No. See above about resource impact, which is essentially zero. In addition to that, the agent does not intercept or delay queries or data in any way. The agent is not configured as a man-in-the-middle for network traffic or system calls. They are passive observers. You can think of them as similar to a person standing on the side of the road counting the cars without interacting with them.

How much load is added to MySQL?

We don’t do expensive things inside your MySQL server. For example, we don’t poll SHOW FULL PROCESSLIST, which locks the server momentarily while it runs. (Tools that do this can severely impact your MySQL server.) We also don’t use intrusive commands such as SHOW TABLE STATUS or SHOW MUTEX STATUS. Some commands have safeguards; for example, we won’t run SHOW OPEN TABLES if your server’s table cache is large. DPM was designed and built by experts in MySQL performance, so we won’t cause problems on your critical servers.

How much load is added to PostgreSQL?

Similar to MySQL, we merely retrieve data from commonly-available status views such as pg_stat_activity and similar. If running in off-host configuration we measure query activity from pg_stat_statements, provided the extension is available.
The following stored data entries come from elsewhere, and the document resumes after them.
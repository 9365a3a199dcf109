//! Moth-Flame Optimization (MFO).
//!
//! A population-based metaheuristic modeled on the transverse orientation
//! of moths navigating around artificial lights.
//!
//! # Algorithm
//!
//! ```text
//! 1. Initialize moths uniformly within bounds
//! 2. Each iteration, the fitness-sorted swarm becomes the flame set
//! 3. Every moth spirals logarithmically toward its assigned flame
//! 4. The number of guiding flames shrinks linearly from N to 1
//! ```
//!
//! # References
//!
//! - Mirjalili (2015): "Moth-flame optimization algorithm: A novel
//!   nature-inspired heuristic paradigm"

use std::f64::consts::PI;

use rand::prelude::*;
use serde::{Deserialize, Serialize};

use crate::bounds::Bounds;
use crate::error::Result;
use crate::traits::{best_index, evaluate_population, validate_config, Objective, SwarmOptimizer};

/// Moth-Flame optimizer.
///
/// # Example
///
/// ```
/// use enjambre::{benchmarks, Bounds, MothFlame, SwarmOptimizer};
///
/// let bounds = Bounds::uniform(2, -5.0, 5.0).unwrap();
/// let mut mfo = MothFlame::new(50, 2, 100, bounds).unwrap().with_seed(42);
/// let best = mfo.optimize(&benchmarks::sphere).unwrap();
/// assert!(benchmarks::sphere(&best).unwrap() < 1.0);
/// ```
#[derive(Debug, Clone, Serialize, Deserialize)]
pub struct MothFlame {
    population_size: usize,
    dimension: usize,
    max_iterations: usize,
    bounds: Bounds,
    /// Random seed for reproducibility
    #[serde(default)]
    seed: Option<u64>,

    #[serde(skip)]
    evaluations: u64,
}

/// Number of flames still guiding moths at iteration `t` of `t_max`,
/// decreasing linearly from the population size down to 1.
fn flame_count(population_size: usize, t: usize, t_max: usize) -> usize {
    let n = population_size as f64;
    (n - t as f64 * (n - 1.0) / t_max as f64).round() as usize
}

impl MothFlame {
    /// Create a Moth-Flame optimizer.
    ///
    /// # Errors
    ///
    /// Returns [`crate::Error::InvalidConfig`] for a zero population size or
    /// dimension, or bounds whose dimension does not match.
    pub fn new(
        population_size: usize,
        dimension: usize,
        max_iterations: usize,
        bounds: Bounds,
    ) -> Result<Self> {
        validate_config(population_size, dimension, &bounds)?;
        Ok(Self {
            population_size,
            dimension,
            max_iterations,
            bounds,
            seed: None,
            evaluations: 0,
        })
    }

    /// Set random seed for reproducibility.
    #[must_use]
    pub fn with_seed(mut self, seed: u64) -> Self {
        self.seed = Some(seed);
        self
    }

    /// Configured population size.
    #[must_use]
    pub fn population_size(&self) -> usize {
        self.population_size
    }

    /// Search space bounds.
    #[must_use]
    pub fn bounds(&self) -> &Bounds {
        &self.bounds
    }

    fn make_rng(&self) -> StdRng {
        match self.seed {
            Some(seed) => StdRng::seed_from_u64(seed),
            None => StdRng::from_os_rng(),
        }
    }

    /// Fitness-sorted copy of the swarm; ties keep their original order.
    fn sorted_flames(moths: &[Vec<f64>], fitness: &[f64]) -> Vec<Vec<f64>> {
        let mut order: Vec<usize> = (0..moths.len()).collect();
        order.sort_by(|&a, &b| {
            fitness[a]
                .partial_cmp(&fitness[b])
                .unwrap_or(std::cmp::Ordering::Equal)
        });
        order.iter().map(|&i| moths[i].clone()).collect()
    }
}

impl SwarmOptimizer for MothFlame {
    fn optimize(&mut self, objective: &dyn Objective) -> Result<Vec<f64>> {
        let mut rng = self.make_rng();

        let mut moths: Vec<Vec<f64>> = (0..self.population_size)
            .map(|_| self.bounds.sample(&mut rng))
            .collect();
        let mut fitness = evaluate_population(objective, &moths)?;
        let mut incumbent = moths[best_index(&fitness)].clone();

        let t_max = self.max_iterations as f64;
        for iteration in 1..=self.max_iterations {
            let flames_alive = flame_count(self.population_size, iteration, self.max_iterations);

            // The sorted snapshot of the swarm becomes the new flame set
            let flames = Self::sorted_flames(&moths, &fitness);

            // Spiral shape parameter; kept as the literal source formula,
            // which walks from -1 - 1/T down to -2 over the run.
            let a = -1.0 + iteration as f64 * (-1.0 / t_max);

            for (i, moth) in moths.iter_mut().enumerate() {
                // Moths beyond the shrinking guide set follow the last flame
                let guide = &flames[if i < flames_alive { i } else { flames_alive - 1 }];
                for j in 0..self.dimension {
                    let distance = (guide[j] - moth[j]).abs();
                    let t = (a - 1.0) * rng.random::<f64>() + 1.0;
                    let position = distance * t.exp() * (2.0 * PI * t).cos() + guide[j];
                    moth[j] = self.bounds.clamp(j, position);
                }
            }

            fitness = evaluate_population(objective, &moths)?;
            self.evaluations += self.population_size as u64;

            incumbent = moths[best_index(&fitness)].clone();
        }

        Ok(incumbent)
    }

    fn evaluation_count(&self) -> u64 {
        self.evaluations
    }
}

#[cfg(test)]
mod tests {
    use super::*;
    use crate::benchmarks;

    #[test]
    fn test_flame_count_endpoints() {
        assert_eq!(flame_count(50, 1, 100), 50);
        assert_eq!(flame_count(50, 100, 100), 1);
    }

    #[test]
    fn test_flame_count_matches_formula_and_shrinks() {
        let (n, t_max) = (50, 100);
        let mut previous = n;
        for t in 1..=t_max {
            let count = flame_count(n, t, t_max);
            let expected = (n as f64 - t as f64 * (n as f64 - 1.0) / t_max as f64).round() as usize;
            assert_eq!(count, expected);
            assert!(count >= 1);
            assert!(count <= previous, "flame count increased at t={t}");
            previous = count;
        }
        assert_eq!(previous, 1);
    }

    #[test]
    fn test_mfo_sphere_2d() {
        let bounds = Bounds::uniform(2, -5.0, 5.0).unwrap();
        let mut mfo = MothFlame::new(50, 2, 100, bounds.clone())
            .unwrap()
            .with_seed(42);
        let best = mfo.optimize(&benchmarks::sphere).unwrap();
        assert!(bounds.contains(&best));
        assert!(benchmarks::sphere(&best).unwrap() < 1.0);
    }

    #[test]
    fn test_mfo_counts_post_init_evaluations() {
        let bounds = Bounds::uniform(3, -1.0, 1.0).unwrap();
        let mut mfo = MothFlame::new(12, 3, 30, bounds).unwrap().with_seed(5);
        let _ = mfo.optimize(&benchmarks::griewank).unwrap();
        assert_eq!(mfo.evaluation_count(), 12 * 30);
    }

    #[test]
    fn test_mfo_zero_iterations_returns_initial_best() {
        let bounds = Bounds::uniform(2, -3.0, 3.0).unwrap();
        let mut mfo = MothFlame::new(6, 2, 0, bounds.clone()).unwrap().with_seed(3);
        let best = mfo.optimize(&benchmarks::sphere).unwrap();
        assert!(bounds.contains(&best));
        assert_eq!(mfo.evaluation_count(), 0);
    }

    #[test]
    fn test_mfo_sorted_flames_stable() {
        let moths = vec![vec![1.0], vec![2.0], vec![3.0]];
        let fitness = vec![5.0, 5.0, 1.0];
        let flames = MothFlame::sorted_flames(&moths, &fitness);
        assert_eq!(flames, vec![vec![3.0], vec![1.0], vec![2.0]]);
    }

    #[test]
    fn test_mfo_rejects_bad_config() {
        let bounds = Bounds::uniform(2, -1.0, 1.0).unwrap();
        assert!(MothFlame::new(0, 2, 10, bounds.clone()).is_err());
        assert!(MothFlame::new(10, 0, 10, bounds).is_err());
    }
}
How much load is added to Redis?

Virtually none. We only call INFO and CONFIG GET * once a second.

How much load is added to MongoDB?

We don’t run expensive things in your MongoDB server. The agent executes a serverStatus() call and a currentOp() call once a second, with an occasional buildInfo() when a server restart is detected.

Like for other databases, we run explain() on sampled queries to gather additional useful data. To do this, we simply append .explain({"verbosity": "queryPlanner"}) to the sampled query and run it against the server. However, we only run explain() on find() statements, in order to avoid any unintended consequences. In addition, this is the least-verbose setting of explain(), and as we only run them on captured samples, this takes place only one or two times per second. The load from this is negligible.

Index stats are captured by running the listIndexes command on the collection queried.

Does fault detection add load?

No. Our fault detection algorithm is super-efficient and uses metrics that are already captured by the agent in the normal course of its operation. Each fault detection operation is just a few CPU instructions and operates in a few bytes of memory, which are reused. We could run fault detection tens of thousands of times per second and you’d never notice an increase in system load.

Can agents fall behind?

It’s possible for the agent to fall behind in decoding network traffic. If this happens, it harmlessly drops network packets and simply degrades to capture less data. We have spent a great deal of time and effort to ensure that our agent decodes traffic as cheaply as possible and handles partial or corrupted data as well as possible.